Systemic IgG exposure and safety in patients with primary immunodeficiency: a randomized crossover study comparing a novel investigational wearable infusor versus the Crono pump.

Aim: A novel, Investigational Wearable Infusor (IWI) was evaluated in a randomized, controlled, crossover, open-label study to determine if its delivery of subcutaneous immunoglobulin (IgPro20) achieved a comparable area under the concentration-time curve (AUC) for immunoglobulin G (IgG) versus the Crono S-PID-50 infusion pump (CP). EudraCT: 2016-003798-16. Materials & methods: Patients with primary immunodeficiency (PID) were randomized to receive IgPro20 in Sequence 1 (CP/IWI) or 2 (IWI/CP).

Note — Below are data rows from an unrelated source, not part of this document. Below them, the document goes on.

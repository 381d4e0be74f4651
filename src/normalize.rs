//! Record shape helpers for callers that expect either `id` or `_id` keys and
//! camelCase timestamps.

use crate::config::DatabaseType;
use crate::types::Record;
use bson::Bson;

/// Present and not an "empty" value (null, "", false, 0).
fn is_set(v: Option<&Bson>) -> bool {
    match v {
        None | Some(Bson::Null | Bson::Undefined | Bson::Boolean(false)) => false,
        Some(Bson::String(s)) => !s.is_empty(),
        Some(Bson::Int32(0) | Bson::Int64(0)) => false,
        Some(Bson::Double(d)) => *d != 0.0 && !d.is_nan(),
        Some(_) => true,
    }
}

fn id_to_string(v: &Bson) -> String {
    match v {
        Bson::String(s) => s.clone(),
        Bson::ObjectId(oid) => oid.to_hex(),
        other => other.to_string(),
    }
}

/// Copy `from` to `to` when `from` is set and `to` is not.
fn alias(rec: &mut Record, from: &str, to: &str) {
    if is_set(rec.get(from)) && !is_set(rec.get(to)) {
        if let Some(v) = rec.get(from).cloned() {
            rec.insert(to.to_string(), v);
        }
    }
}

/// Primary-key field name for a backend.
#[must_use]
pub const fn id_field_name(db: DatabaseType) -> &'static str {
    db.id_field()
}

/// Move the id into the backend's preferred field. Supabase-style stores get a
/// string `id`; everything else gets `_id`. The other key is removed.
#[must_use]
pub fn normalize_id(mut rec: Record, db: DatabaseType) -> Record {
    match db {
        DatabaseType::Mongodb => {
            if is_set(rec.get("id")) && !is_set(rec.get("_id")) {
                if let Some(v) = rec.remove("id") {
                    rec.insert("_id", v);
                }
            }
        }
        _ => {
            if is_set(rec.get("_id")) && !is_set(rec.get("id")) {
                if let Some(v) = rec.remove("_id") {
                    rec.insert("id", id_to_string(&v));
                }
            }
        }
    }
    rec
}

/// `_id` if set, else `id`, as a string.
#[must_use]
pub fn extract_id(rec: &Record) -> Option<String> {
    ["_id", "id"].into_iter().find_map(|k| rec.get(k).filter(|v| is_set(Some(v))).map(id_to_string))
}

#[must_use]
pub fn normalize_event(mut rec: Record) -> Record {
    alias(&mut rec, "id", "_id");
    alias(&mut rec, "created_at", "createdAt");
    alias(&mut rec, "updated_at", "updatedAt");
    rec
}

#[must_use]
pub fn normalize_user(rec: Record) -> Record {
    normalize_event(rec)
}

/// Aliases the id and `createdAt`, and replaces a string `event` reference with the
/// matching (normalized) event from `events` when one is given.
#[must_use]
pub fn normalize_booking(mut rec: Record, events: Option<&[Record]>) -> Record {
    alias(&mut rec, "id", "_id");
    alias(&mut rec, "created_at", "createdAt");
    let Some(events) = events else { return rec };
    let Some(event_id) = rec.get_str("event").ok().map(str::to_owned) else { return rec };
    let found = events.iter().find(|e| {
        let key = if is_set(e.get("id")) { e.get("id") } else { e.get("_id") };
        key.is_some_and(|k| id_to_string(k) == event_id)
    });
    if let Some(ev) = found {
        rec.insert("event", normalize_event(ev.clone()));
    }
    rec
}
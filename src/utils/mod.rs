//! Utility modules: developer log capture, JSON conversion, logger, numeric helpers.
pub mod devlog;
pub mod json;
pub mod logger;
pub mod num;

The primary end point was AUC for IgG during the final week of each 4-week period. Results: 23 patients were enrolled. Evaluation of area under the concentration-time curve from time 0 (pre-infusion) to 7 days after infusion (AUC 0-7 days ) (IWI: 1806 h*g/l; CP: 1829 h*g/l) and geometric mean ratio indicated comparable AUCs for IgG for both devices. Conclusion: Similar IgG exposure, indicated by AUC values, can be achieved with IgPro20 using the IWI or CP in PID.